== Activity ==
Every record below is to be retyped exactly.
*** Opening Available records ***
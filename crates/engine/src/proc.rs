use crate::Error;
use procfs::process::MMapPath;
use std::path::PathBuf;
use tracing::warn;

/// A file-backed mapping of a process, as read from the process table.
#[derive(Debug, Clone, PartialEq, Eq)]
pub struct RawMap {
    pub path: PathBuf,
    pub offset: u64,
    pub length: u64,
}

/// Enumerates running processes and their file-backed mappings.
///
/// The engine never talks to `/proc` directly; everything goes through this
/// seam so the model can be exercised hermetically.
pub trait ProcessSource: Send + Sync {
    /// All `(pid, exe_path)` pairs currently alive. Paths are raw; the
    /// caller sanitizes and filters them.
    fn running_processes(&mut self) -> Result<Vec<(u32, PathBuf)>, Error>;

    /// The file-backed mappings of one pid. A pid that disappeared between
    /// enumeration and this call surfaces as an error the caller may ignore.
    fn process_maps(&mut self, pid: u32) -> Result<Vec<RawMap>, Error>;
}

/// Production implementation on top of procfs.
#[derive(Debug, Default)]
pub struct ProcfsSource;

impl ProcessSource for ProcfsSource {
    fn running_processes(&mut self) -> Result<Vec<(u32, PathBuf)>, Error> {
        let mut out = Vec::new();
        for process in procfs::process::all_processes()? {
            let process = match process {
                Ok(p) => p,
                Err(err) => {
                    warn!(?err, "failed to read process entry");
                    continue;
                }
            };
            let pid = process.pid as u32;
            match process.exe() {
                Ok(path) => out.push((pid, path)),
                // permission or the process is gone; both are routine
                Err(_) => continue,
            }
        }
        Ok(out)
    }

    fn process_maps(&mut self, pid: u32) -> Result<Vec<RawMap>, Error> {
        let process = procfs::process::Process::new(pid as i32)?;
        let maps = process.maps()?;
        let mut out = Vec::new();
        for map in maps {
            let MMapPath::Path(path) = map.pathname else {
                continue;
            };
            let (start, end) = map.address;
            out.push(RawMap {
                path,
                offset: map.offset,
                length: end.saturating_sub(start),
            });
        }
        Ok(out)
    }
}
*** Closing Available records ***
== Answer space ==
filename crates/engine/src/proc.rs
use crate::Error;
use procfs::process::MMapPath;
use std::path::PathBuf;
use tracing::warn;

/// A file-backed mapping of a process, as read from the process table.
#[derive(Debug, Clone, PartialEq, Eq)]
pub struct RawMap {
    pub path: PathBuf,
    pub offset: u64,
    pub length: u64,
}

/// Enumerates running processes and their file-backed mappings.
///
/// The engine never talks to `/proc` directly; everything goes through this
/// seam so the model can be exercised hermetically.
pub trait ProcessSource: Send + Sync {
    /// All `(pid, exe_path)` pairs currently alive. Paths are raw; the
    /// caller sanitizes and filters them.
    fn running_processes(&mut self) -> Result<Vec<(u32, PathBuf)>, Error>;

    /// The file-backed mappings of one pid. A pid that disappeared between
    /// enumeration and this call surfaces as an error the caller may ignore.
    fn process_maps(&mut self, pid: u32) -> Result<Vec<RawMap>, Error>;
}

/// Production implementation on top of procfs.
#[derive(Debug, Default)]
pub struct ProcfsSource;

impl ProcessSource for ProcfsSource {
    fn running_processes(&mut self) -> Result<Vec<(u32, PathBuf)>, Error> {
        let mut out = Vec::new();
        for process in procfs::process::all_processes()? {
            let process = match process {
                Ok(p) => p,
                Err(err) => {
                    warn!(?err, "failed to read process entry");
                    continue;
                }
            };
            let pid = process.pid as u32;
            match process.exe() {
                Ok(path) => out.push((pid, path)),
                // permission or the process is gone; both are routine
                Err(_) => continue,
            }
        }
        Ok(out)
    }

    fn process_maps(&mut self, pid: u32) -> Result<Vec<RawMap>, Error> {
        let process = procfs::process::Process::new(pid as i32)?;
        let maps = process.maps()?;
        let mut out = Vec::new();
        for map in maps {
            let MMapPath::Path(path) = map.pathname else {
                continue;
            };
            let (start, end) = map.address;
            out.push(RawMap {
                path,
                offset: map.offset,
                length: end.saturating_sub(start),
            });
        }
        Ok(out)
    }
}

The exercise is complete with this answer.